The Seattle Times reported today on a new hot-line to handle food safety complaints. The new hotline, which has not been widely publicized — why not?? — has received about 30 food-safety complaints since it was launched on January 18. According to the paper, these are the types of calls they get:
- A local woman whose son, allergic to walnuts, nearly ate from a bag of pre-cut salad mix that contained nuts even though they weren’t listed as an ingredient. The woman worried that someone else might have an allergic reaction to the mislabeled product.
- A man discovered mold on the meat-filled breakfast burrito he’d purchased at a convenience store.
- A woman was dismayed to find larvae in an energy snack bar.

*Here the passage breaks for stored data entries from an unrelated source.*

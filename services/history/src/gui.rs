//! Throttled GUI price sink

use chrono::Local;
use std::fs::File;
use std::io::{BufWriter, Write};
use std::path::Path;
use std::time::{Duration, Instant};
use tracing::{debug, info};
use types::errors::DeskError;
use types::price::Price;
use types::projection::Projection;

/// Configuration for the GUI sink
#[derive(Debug, Clone)]
pub struct GuiConfig {
    /// Minimum interval between emitted rows; intermediate updates drop
    pub throttle: Duration,
}

impl Default for GuiConfig {
    fn default() -> Self {
        Self {
            throttle: Duration::from_millis(300),
        }
    }
}

/// Writes timestamped price rows for the desk display
///
/// Updates arriving inside the throttle window are dropped, not queued;
/// the display only ever shows the freshest price that made it through.
pub struct GuiService {
    writer: BufWriter<File>,
    config: GuiConfig,
    last_emit: Option<Instant>,
    rows_written: u64,
}

impl GuiService {
    /// Create the sink, truncating any existing file at `path`
    pub fn create(path: impl AsRef<Path>, config: GuiConfig) -> Result<Self, DeskError> {
        let file = File::create(path.as_ref())?;
        info!(
            path = %path.as_ref().display(),
            throttle_ms = config.throttle.as_millis() as u64,
            "gui sink opened"
        );
        Ok(Self {
            writer: BufWriter::new(file),
            config,
            last_emit: None,
            rows_written: 0,
        })
    }

    pub fn with_defaults(path: impl AsRef<Path>) -> Result<Self, DeskError> {
        Self::create(path, GuiConfig::default())
    }

    /// Offer a price update to the sink
    pub fn on_price(&mut self, price: &Price) -> Result<(), DeskError> {
        self.on_price_at(price, Instant::now())
    }

    /// Throttle decision against an explicit clock reading
    pub fn on_price_at(&mut self, price: &Price, now: Instant) -> Result<(), DeskError> {
        if let Some(last) = self.last_emit {
            if now.duration_since(last) < self.config.throttle {
                debug!(
                    product_id = price.product.product_id(),
                    "price update throttled"
                );
                return Ok(());
            }
        }

        let timestamp = Local::now().format("%Y-%m-%d %H:%M:%S%.3f");
        writeln!(self.writer, "{},{}", timestamp, price.project().join(","))?;
        self.writer.flush()?;
        self.last_emit = Some(now);
        self.rows_written += 1;
        Ok(())
    }

    pub fn rows_written(&self) -> u64 {
        self.rows_written
    }
}
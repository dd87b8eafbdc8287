//! Trade store and execution enrichment

use bus::KeyedStore;
use tracing::{debug, info};
use types::errors::DeskError;
use types::execution::ExecutionOrder;
use types::order::PricingSide;
use types::trade::{Trade, TradeSide};

/// Configuration for the booking service
#[derive(Debug, Clone)]
pub struct BookingConfig {
    /// Books executions are rotated through, in order
    pub books: Vec<String>,
}

impl Default for BookingConfig {
    fn default() -> Self {
        Self {
            books: vec![
                "TRSY1".to_string(),
                "TRSY2".to_string(),
                "TRSY3".to_string(),
            ],
        }
    }
}

/// Keyed store of booked trades, keyed by trade identifier
pub struct BookingService {
    store: KeyedStore<Trade>,
    config: BookingConfig,
    executions_booked: u64,
}

impl BookingService {
    pub fn new(config: BookingConfig) -> Self {
        info!(books = config.books.len(), "BookingService initialized");
        Self {
            store: KeyedStore::new("booking"),
            config,
            executions_booked: 0,
        }
    }

    pub fn with_defaults() -> Self {
        Self::new(BookingConfig::default())
    }

    /// Latest trade stored under a trade identifier
    pub fn get(&self, trade_id: &str) -> Trade {
        self.store.get(trade_id)
    }

    /// Register an observer of booked trades
    pub fn subscribe<F>(&mut self, listener: F)
    where
        F: FnMut(&Trade) -> Result<(), DeskError> + 'static,
    {
        self.store.subscribe(listener);
    }

    /// Book a trade directly: store keyed by trade id, then notify
    pub fn book_trade(&mut self, trade: Trade) -> Result<(), DeskError> {
        debug!(
            product_id = trade.product.product_id(),
            trade_id = %trade.trade_id,
            book = %trade.book,
            quantity = trade.quantity,
            side = trade.side.as_label(),
            "trade booked"
        );
        self.store.publish(trade.trade_id.clone(), trade)
    }

    /// Enrich an execution into exactly one trade and book it
    ///
    /// Deterministic enrichment: the trade side is the flip of the
    /// execution side (an execution hitting the bid is a desk SELL), the
    /// quantity is visible plus hidden, the trade id is the execution's
    /// order id, and the book rotates through the configured list. The
    /// rotation counter advances before selection, so the first execution
    /// lands in the second book.
    pub fn on_execution(&mut self, order: &ExecutionOrder) -> Result<Trade, DeskError> {
        self.executions_booked += 1;
        let book =
            self.config.books[self.executions_booked as usize % self.config.books.len()].clone();

        let side = match order.side {
            PricingSide::BID => TradeSide::SELL,
            PricingSide::OFFER => TradeSide::BUY,
        };

        let trade = Trade::new(
            order.product.clone(),
            order.order_id.to_string(),
            order.price,
            book,
            order.total_quantity(),
            side,
        );
        self.book_trade(trade.clone())?;
        Ok(trade)
    }
}

impl Default for BookingService {
    fn default() -> Self {
        Self::with_defaults()
    }
}

#[cfg(test)]
mod tests {
    use super::*;
    use rust_decimal::Decimal;
    use types::ids::OrderId;
    use types::product::{Bond, Product};

    fn bond(id: &str) -> Product {
        Product::Bond(Bond {
            product_id: id.to_string(),
            ..Default::default()
        })
    }

    fn execution(side: PricingSide) -> ExecutionOrder {
        ExecutionOrder {
            product: bond("X"),
            side,
            order_id: OrderId::new(),
            price: Decimal::from(100),
            visible_quantity: 10_000_000,
            hidden_quantity: 20_000_000,
            ..Default::default()
        }
    }

    #[test]
    fn test_side_flip_and_quantity_sum() {
        let mut service = BookingService::with_defaults();

        let sell = service.on_execution(&execution(PricingSide::BID)).unwrap();
        assert_eq!(sell.side, TradeSide::SELL);
        assert_eq!(sell.quantity, 30_000_000);

        let buy = service.on_execution(&execution(PricingSide::OFFER)).unwrap();
        assert_eq!(buy.side, TradeSide::BUY);
    }

    #[test]
    fn test_book_rotation_starts_at_second_book() {
        let mut service = BookingService::with_defaults();
        let books: Vec<String> = (0..4)
            .map(|_| {
                service
                    .on_execution(&execution(PricingSide::BID))
                    .unwrap()
                    .book
            })
            .collect();
        assert_eq!(books, vec!["TRSY2", "TRSY3", "TRSY1", "TRSY2"]);
    }

    #[test]
    fn test_trade_id_is_execution_order_id() {
        let mut service = BookingService::with_defaults();
        let order = execution(PricingSide::BID);
        let trade = service.on_execution(&order).unwrap();
        assert_eq!(trade.trade_id, order.order_id.to_string());
        assert_eq!(service.get(&trade.trade_id), trade);
    }

    #[test]
    fn test_direct_booking_notifies() {
        use std::cell::RefCell;
        use std::rc::Rc;

        let mut service = BookingService::with_defaults();
        let seen = Rc::new(RefCell::new(0u32));
        let handle = Rc::clone(&seen);
        service.subscribe(move |_| {
            *handle.borrow_mut() += 1;
            Ok(())
        });

        service
            .book_trade(Trade::new(
                bond("X"),
                "T1",
                Decimal::from(99),
                "TRSY1",
                1_000_000,
                TradeSide::BUY,
            ))
            .unwrap();
        assert_eq!(*seen.borrow(), 1);
    }
}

These are among the calls consumers have made to the new toll-free Food Safety Consumer Complaint Hotline (1-800-843-7890) launched in January by the Washington State Department of Agriculture.

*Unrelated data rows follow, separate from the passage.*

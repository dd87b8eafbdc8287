//! Order book store and depth aggregation

use bus::KeyedStore;
use rust_decimal::Decimal;
use std::collections::BTreeMap;
use tracing::{debug, info};
use types::errors::DeskError;
use types::order::{BidOffer, Order, OrderBook, PricingSide};

/// Configuration for the market data service
#[derive(Debug, Clone)]
pub struct BookConfig {
    /// Number of price levels per side in the depth feed
    pub depth: usize,
}

impl Default for BookConfig {
    fn default() -> Self {
        Self { depth: 5 }
    }
}

/// Keyed store of the latest full-depth order book per product
pub struct MarketDataService {
    store: KeyedStore<OrderBook>,
    config: BookConfig,
}

impl MarketDataService {
    pub fn new(config: BookConfig) -> Self {
        info!(depth = config.depth, "MarketDataService initialized");
        Self {
            store: KeyedStore::new("market-data"),
            config,
        }
    }

    pub fn with_defaults() -> Self {
        Self::new(BookConfig::default())
    }

    pub fn config(&self) -> &BookConfig {
        &self.config
    }

    /// Latest book for a product; an empty book when never published
    pub fn get(&self, product_id: &str) -> OrderBook {
        self.store.get(product_id)
    }

    /// Best bid and offer of the latest book, recomputed on each call
    pub fn best_bid_offer(&self, product_id: &str) -> BidOffer {
        self.store.get(product_id).best_bid_offer()
    }

    /// Latest book with each stack grouped by price, quantities summed
    ///
    /// Group order within a stack is unspecified; callers must not depend
    /// on it.
    pub fn aggregate_depth(&self, product_id: &str) -> OrderBook {
        let book = self.store.get(product_id);
        OrderBook::new(
            book.product.clone(),
            group_stack(&book.bid_stack, PricingSide::BID),
            group_stack(&book.offer_stack, PricingSide::OFFER),
        )
    }

    /// Register an observer of book updates
    pub fn subscribe<F>(&mut self, listener: F)
    where
        F: FnMut(&OrderBook) -> Result<(), DeskError> + 'static,
    {
        self.store.subscribe(listener);
    }

    /// Replace the stored book wholesale and notify observers
    pub fn on_message(&mut self, book: OrderBook) -> Result<(), DeskError> {
        debug!(
            product_id = book.product.product_id(),
            bids = book.bid_stack.len(),
            offers = book.offer_stack.len(),
            "book update"
        );
        self.store.publish(book.product.product_id().to_string(), book)
    }
}

fn group_stack(stack: &[Order], side: PricingSide) -> Vec<Order> {
    let mut grouped: BTreeMap<Decimal, u64> = BTreeMap::new();
    for order in stack {
        *grouped.entry(order.price).or_insert(0) += order.quantity;
    }
    grouped
        .into_iter()
        .map(|(price, quantity)| Order::new(price, quantity, side))
        .collect()
}
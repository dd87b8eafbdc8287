//! Fractional price codec and the internal price record
//!
//! US Treasury prices are quoted in 32nds plus eighths-of-a-32nd:
//! `W-FFE` where `W` is the whole number of points, `FF` the number of
//! 32nds (00-31) and `E` the number of eighths of a 32nd (0-7, with 4
//! written as `+`). The smallest increment is therefore 1/256 of a point,
//! which is exact in base-10 decimal (0.00390625), so every quoted price
//! round-trips losslessly through `Decimal`.

use crate::errors::DeskError;
use crate::product::Product;
use rust_decimal::prelude::ToPrimitive;
use rust_decimal::Decimal;
use serde::{Deserialize, Serialize};

/// Ticks per point: 32 thirty-seconds x 8 eighths
const TICKS_PER_POINT: i64 = 256;

/// The minimum price increment, 1/256 = 0.00390625
pub fn tick() -> Decimal {
    Decimal::new(390_625, 8)
}

/// Parse a fractional price string into a decimal point value
///
/// Accepts exactly the `W-FFE` form; anything else is an
/// `DeskError::InvalidPrice` carrying the offending text.
pub fn parse_price(text: &str) -> Result<Decimal, DeskError> {
    let invalid = || DeskError::InvalidPrice(text.to_string());

    let (whole_part, frac_part) = text.split_once('-').ok_or_else(invalid)?;
    if frac_part.len() != 3 {
        return Err(invalid());
    }

    let whole: i64 = whole_part.parse().map_err(|_| invalid())?;
    if whole < 0 {
        return Err(invalid());
    }

    let thirty_seconds: i64 = frac_part[..2].parse().map_err(|_| invalid())?;
    if thirty_seconds > 31 {
        return Err(invalid());
    }

    let eighths = match frac_part.as_bytes()[2] {
        b'+' => 4,
        c @ b'0'..=b'7' => i64::from(c - b'0'),
        _ => return Err(invalid()),
    };

    let ticks = whole * TICKS_PER_POINT + thirty_seconds * 8 + eighths;
    Ok(Decimal::from(ticks) * tick())
}

/// Render a decimal point value in the `W-FFE` fractional form
///
/// Values are rounded to the nearest 1/256 tick before rendering.
pub fn format_price(value: Decimal) -> String {
    let ticks = (value * Decimal::from(TICKS_PER_POINT))
        .round()
        .to_i64()
        .unwrap_or(0);

    let whole = ticks.div_euclid(TICKS_PER_POINT);
    let remainder = ticks.rem_euclid(TICKS_PER_POINT);
    let thirty_seconds = remainder / 8;
    let eighths = remainder % 8;

    if eighths == 4 {
        format!("{}-{:02}+", whole, thirty_seconds)
    } else {
        format!("{}-{:02}{}", whole, thirty_seconds, eighths)
    }
}

/// Internal desk price: mid and bid/offer spread for one product
#[derive(Debug, Clone, Default, PartialEq, Serialize, Deserialize)]
pub struct Price {
    pub product: Product,
    pub mid: Decimal,
    pub spread: Decimal,
}

impl Price {
    pub fn new(product: Product, mid: Decimal, spread: Decimal) -> Self {
        Self {
            product,
            mid,
            spread,
        }
    }

    /// Bid implied by the mid and spread
    pub fn bid(&self) -> Decimal {
        self.mid - self.spread / Decimal::from(2)
    }

    /// Offer implied by the mid and spread
    pub fn offer(&self) -> Decimal {
        self.mid + self.spread / Decimal::from(2)
    }
}

#[cfg(test)]
mod tests {
    use super::*;
    use proptest::prelude::*;

    #[test]
    fn test_parse_whole_price() {
        assert_eq!(parse_price("100-000").unwrap(), Decimal::from(100));
    }

    #[test]
    fn test_parse_one_tick() {
        assert_eq!(parse_price("100-001").unwrap(), Decimal::new(100_003_906_25, 8));
    }

    #[test]
    fn test_parse_plus_means_four_eighths() {
        // 99-31+ = 99 + 31/32 + 4/256
        let expected = Decimal::from(99)
            + Decimal::from(31) / Decimal::from(32)
            + Decimal::from(4) / Decimal::from(256);
        assert_eq!(parse_price("99-31+").unwrap(), expected.round_dp(8));
    }

    #[test]
    fn test_parse_rejects_malformed() {
        for bad in ["100", "100-320", "100-3", "100-3200", "-1-000", "abc-000", "100-009", "100-0+0"] {
            assert!(
                matches!(parse_price(bad), Err(DeskError::InvalidPrice(_))),
                "expected InvalidPrice for {bad:?}"
            );
        }
    }

    #[test]
    fn test_format_whole_price() {
        assert_eq!(format_price(Decimal::from(100)), "100-000");
    }

    #[test]
    fn test_format_plus_notation() {
        let value = Decimal::from(99) + Decimal::from(4) / Decimal::from(256);
        assert_eq!(format_price(value), "99-00+");
    }

    #[test]
    fn test_format_top_of_range() {
        let value = Decimal::from(101) - tick();
        assert_eq!(format_price(value), "100-317");
    }

    #[test]
    fn test_price_bid_offer() {
        let price = Price::new(
            Product::default(),
            Decimal::from(100),
            Decimal::new(78125, 7), // 1/128
        );
        assert_eq!(price.bid(), Decimal::from(100) - Decimal::new(390625, 8));
        assert_eq!(price.offer(), Decimal::from(100) + Decimal::new(390625, 8));
    }

    proptest! {
        /// Every representable price between 0 and 200 points round-trips
        /// exactly through format/parse at 1/256 resolution.
        #[test]
        fn prop_price_round_trip(ticks in 0i64..(200 * 256)) {
            let value = Decimal::from(ticks) * tick();
            let text = format_price(value);
            let parsed = parse_price(&text).unwrap();
            prop_assert_eq!(parsed, value);
        }
    }
}
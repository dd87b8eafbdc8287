//! Risk service
//!
//! Converts position updates into PV01 risk records using the static
//! reference table, and answers bucketed sector queries over the stored
//! records.

pub mod service;

pub use service::RiskService;
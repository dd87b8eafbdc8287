//! Simulation tool
//!
//! Deterministic synthetic feed generation (`generator`) and the static
//! wiring of the full desk pipeline (`pipeline`). The binary generates the
//! four CSV feeds and drives them through the wired graph, leaving the
//! persisted streams on disk.

pub mod generator;
pub mod pipeline;

pub use generator::{DataSimulator, SimulationConfig};
pub use pipeline::Desk;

Goal: to reduce the risk of food-borne illness by making it easier for consumers to lodge complaints and for officials to address them.
The hotline takes food-safety complaints, then refers them to the appropriate agency.
Nationally, an estimated 76 million cases of food-borne illness occur every year, though far fewer are actually reported because people often don’t realize their symptoms are food-linked. A case of intestinal distress, for instance, may erroneously be attributed to flu instead of salmonella in food.